AIM OF THE EXERCISE:
Count the lines in the records below that contain the word "next", and reply with only that number.

DATA UNDER STUDY:
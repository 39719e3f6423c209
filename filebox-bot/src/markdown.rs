//! MarkdownV2 escaping, deep links and the `/list` rendering.
//!
//! Deep links look like `https://t.me/<bot>?start=download_<name>` where spaces in the display
//! name become `_`. Inside the list message the name part is MarkdownV2-escaped; Telegram strips
//! those escapes when it parses the entity, and [`decode_deep_link`] strips any that survive.

/// Characters that must be backslash-escaped in Telegram MarkdownV2 text.
pub const MARKDOWN_V2_RESERVED: &str = "_*[]()~`>#+-=|{}.!";

/// `start` payload prefix for download links.
pub const DEEP_LINK_PREFIX: &str = "download_";

/// Maximum length of one Telegram text message, in UTF-16 code units.
pub const MESSAGE_TEXT_LIMIT: usize = 4096;

/// Prefixes every reserved MarkdownV2 character (and the backslash itself) with one backslash.
pub fn escape_markdown_v2(text: &str) -> String {
    let mut out = String::with_capacity(text.len());
    for c in text.chars() {
        if c == '\\' || MARKDOWN_V2_RESERVED.contains(c) {
            out.push('\\');
        }
        out.push(c);
    }
    out
}

/// Reverses [`escape_markdown_v2`]: drops a backslash that precedes a reserved character or
/// another backslash. Other backslashes are kept.
pub fn unescape_markdown_v2(text: &str) -> String {
    let mut out = String::with_capacity(text.len());
    let mut chars = text.chars().peekable();
    while let Some(c) = chars.next() {
        if c == '\\' {
            if let Some(&next) = chars.peek() {
                if next == '\\' || MARKDOWN_V2_RESERVED.contains(next) {
                    out.push(next);
                    chars.next();
                    continue;
                }
            }
        }
        out.push(c);
    }
    out
}

/// Deep-link form of a display name: spaces become `_`.
pub fn encode_deep_link(display_name: &str) -> String {
    display_name.replace(' ', "_")
}

/// Inverse of [`encode_deep_link`] for names without underscores. Leftover MarkdownV2 escapes
/// are removed first.
pub fn decode_deep_link(payload: &str) -> String {
    unescape_markdown_v2(payload).replace('_', " ")
}

/// Payload of a `/start download_<name>` argument, or None for any other `/start` argument.
pub fn parse_deep_link(start_argument: &str) -> Option<&str> {
    start_argument.strip_prefix(DEEP_LINK_PREFIX)
}

/// Plain (unescaped) deep link for a display name.
pub fn deep_link_url(bot_username: &str, display_name: &str) -> String {
    format!(
        "https://t.me/{}?start={}{}",
        bot_username,
        DEEP_LINK_PREFIX,
        encode_deep_link(display_name)
    )
}

/// Renders the `/list` body as MarkdownV2 pages: an escaped header, then one line per file,
/// `<n>\. [<name>](https://t.me/<bot>?start=download_<name>)` with the name escaped.
///
/// Lines are packed into pages of at most [`MESSAGE_TEXT_LIMIT`] UTF-16 units of escaped source.
/// The header opens the first page only; numbering continues across pages. A single over-long
/// line gets a page of its own.
pub fn render_file_list(header: &str, display_names: &[String], bot_username: &str) -> Vec<String> {
    let mut pages = Vec::new();
    let mut page = escape_markdown_v2(header);
    page.push('\n');
    for (i, name) in display_names.iter().enumerate() {
        let escaped = escape_markdown_v2(name);
        let line = format!(
            "{}\\. [{}]({})\n",
            i + 1,
            escaped,
            deep_link_url(bot_username, &escaped)
        );
        if !page.is_empty() && utf16_len(&page) + utf16_len(&line) > MESSAGE_TEXT_LIMIT {
            pages.push(std::mem::take(&mut page));
        }
        page.push_str(&line);
    }
    if !page.is_empty() {
        pages.push(page);
    }
    pages
}

fn utf16_len(text: &str) -> usize {
    text.encode_utf16().count()
}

TASK SOLUTION:
5